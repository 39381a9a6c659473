//! Property-based tests for configuration module
//!
//! These tests use proptest to generate random configurations and verify
//! validation boundaries, serialization round-trips and merge behavior.

use super::*;
use proptest::prelude::*;

prop_compose! {
    fn valid_display_config()(
        hardware_revision in 0u8..=3,
        font in 0u8..=3,
        background in "#[0-9A-Fa-f]{6}",
    ) -> DisplayConfig {
        DisplayConfig {
            hardware_revision,
            font,
            background,
        }
    }
}

prop_compose! {
    fn valid_renderer_config()(
        backend in prop_oneof![
            Just("accelerated".to_string()),
            Just("fallback".to_string()),
        ],
        gpu_backend in prop_oneof![
            Just("auto".to_string()),
            Just("vulkan".to_string()),
            Just("gl".to_string()),
            Just("metal".to_string()),
            Just("dx12".to_string()),
        ],
        present_mode in prop_oneof![
            Just("auto".to_string()),
            Just("fifo".to_string()),
            Just("mailbox".to_string()),
            Just("immediate".to_string()),
        ],
        window_scale in 1u32..=8,
    ) -> RendererConfig {
        RendererConfig {
            backend,
            gpu_backend,
            present_mode,
            window_scale,
        }
    }
}

prop_compose! {
    fn valid_config()(
        display in valid_display_config(),
        renderer in valid_renderer_config(),
        font_dir in "[a-z/]{1,24}",
        commands_per_frame in 1usize..10_000,
        debug in any::<bool>(),
    ) -> TrackscreenConfig {
        TrackscreenConfig {
            display,
            renderer,
            assets: AssetsConfig { font_dir: PathBuf::from(font_dir) },
            replay: ReplayConfig { commands_per_frame },
            general: GeneralConfig { debug },
        }
    }
}

proptest! {
    #[test]
    fn test_valid_configs_pass_validation(config in valid_config()) {
        prop_assert!(config.validate().is_ok());
    }

    #[test]
    fn test_toml_roundtrip_preserves_config(config in valid_config()) {
        let toml_str = toml::to_string_pretty(&config).unwrap();
        let parsed: TrackscreenConfig = toml::from_str(&toml_str).unwrap();
        prop_assert_eq!(parsed, config);
    }

    #[test]
    fn test_revision_out_of_range_rejected(
        mut config in valid_config(),
        revision in 4u8..=u8::MAX,
    ) {
        config.display.hardware_revision = revision;
        prop_assert!(config.validate().is_err());
    }

    #[test]
    fn test_window_scale_out_of_range_rejected(
        mut config in valid_config(),
        scale in prop_oneof![Just(0u32), 9u32..1000],
    ) {
        config.renderer.window_scale = scale;
        prop_assert!(config.validate().is_err());
    }

    #[test]
    fn test_hex_color_parses_every_channel(r in any::<u8>(), g in any::<u8>(), b in any::<u8>()) {
        let text = format!("#{:02x}{:02X}{:02x}", r, g, b);
        prop_assert_eq!(parse_hex_color(&text).unwrap(), Rgb::new(r, g, b));
    }

    #[test]
    fn test_malformed_colors_rejected(color in "[^#0-9A-Fa-f]{1,8}") {
        prop_assert!(parse_hex_color(&color).is_err());
    }

    #[test]
    fn test_merge_with_defaults_is_identity(config in valid_config()) {
        let merged = config.clone().merge_partial(TrackscreenConfig::default());
        prop_assert_eq!(merged, config);
    }

    #[test]
    fn test_merge_takes_changed_renderer(
        base in valid_config(),
        renderer in valid_renderer_config(),
    ) {
        let partial = TrackscreenConfig {
            renderer: renderer.clone(),
            ..TrackscreenConfig::default()
        };
        let merged = base.clone().merge_partial(partial);
        if renderer != RendererConfig::default() {
            prop_assert_eq!(merged.renderer, renderer);
        } else {
            prop_assert_eq!(merged.renderer, base.renderer);
        }
        prop_assert_eq!(merged.display, base.display);
    }
}
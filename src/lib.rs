//! # trackscreen
//!
//! Display compositor for an emulated hardware tracker screen. The device
//! draws three kinds of primitives: solid rects over a background color, a
//! monospace character grid, and a single oscilloscope trace. This crate
//! keeps their state, coalesces any burst of changes into one redraw per host
//! refresh, and renders through one of two interchangeable backends.
//!
//! ## Architecture
//!
//! - `profile`: hardware revision and font metrics
//! - `primitives`: rect queue, text grid, waveform buffer
//! - `compositor`: the [`Compositor`] contract and [`DisplayCompositor`]
//! - `renderer`: damage tracking, frame scheduling and the backends
//!   (`accelerated` on wgpu, `fallback` on tiny-skia)
//! - `command`: JSON-lines draw command streams
//! - `config`: TOML configuration
//!
//! ## Usage
//!
//! ```rust
//! use std::cell::Cell;
//! use trackscreen::renderer::fallback::FallbackBackend;
//! use trackscreen::renderer::scheduler::RedrawRequester;
//! use trackscreen::{Compositor, DisplayCompositor, HostSurface, Rgb};
//!
//! #[derive(Default)]
//! struct Host(Cell<bool>);
//! impl RedrawRequester for Host {
//!     fn request_redraw(&self) {
//!         self.0.set(true);
//!     }
//! }
//! impl HostSurface for Host {
//!     fn set_logical_size(&self, _width: u32, _height: u32) {}
//! }
//!
//! # fn main() -> trackscreen::Result<()> {
//! let mut screen = DisplayCompositor::new(
//!     FallbackBackend::new()?,
//!     Box::new(Host::default()),
//!     Rgb::BLACK,
//!     Box::new(|color| println!("background is now {:?}", color)),
//! )?;
//!
//! screen.draw_rect(10, 10, 40, 8, Rgb::new(0, 128, 255))?;
//! screen.draw_text(b'A', 16, 30, Rgb::WHITE);
//!
//! // When the host's refresh callback fires
//! screen.render_frame()?;
//! # Ok(())
//! # }
//! ```

pub mod command;
pub mod compositor;
pub mod config;
pub mod error;
pub mod primitives;
pub mod profile;
pub mod renderer;

// Re-export main types for easy access
pub use command::DrawCommand;
pub use compositor::{Compositor, DisplayCompositor, HostSurface};
pub use config::TrackscreenConfig;
pub use error::{CompositorError, Result};
pub use primitives::Rgb;
pub use profile::{DisplayProfile, FontProfile, HardwareRevision};

/// Crate version.
pub const VERSION: &str = env!("CARGO_PKG_VERSION");

/// Build metadata recorded by the build script.
pub mod build_info {
    pub const BUILD_DATE: &str = env!("BUILD_DATE");
    pub const TARGET_TRIPLE: &str = env!("TARGET_TRIPLE");
    pub const GIT_COMMIT: Option<&str> = option_env!("GIT_COMMIT");
}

_ _ _ _ _ _ _

### TASK PROMPT
Every line from the one containing "pub mod renderer;" through the end of the data must be repeated exactly, and no other line.

### ANSWER AREA
pub mod renderer;

// Re-export main types for easy access
pub use command::DrawCommand;
pub use compositor::{Compositor, DisplayCompositor, HostSurface};
pub use config::TrackscreenConfig;
pub use error::{CompositorError, Result};
pub use primitives::Rgb;
pub use profile::{DisplayProfile, FontProfile, HardwareRevision};

/// Crate version.
pub const VERSION: &str = env!("CARGO_PKG_VERSION");

/// Build metadata recorded by the build script.
pub mod build_info {
    pub const BUILD_DATE: &str = env!("BUILD_DATE");
    pub const TARGET_TRIPLE: &str = env!("TARGET_TRIPLE");
    pub const GIT_COMMIT: Option<&str> = option_env!("GIT_COMMIT");
}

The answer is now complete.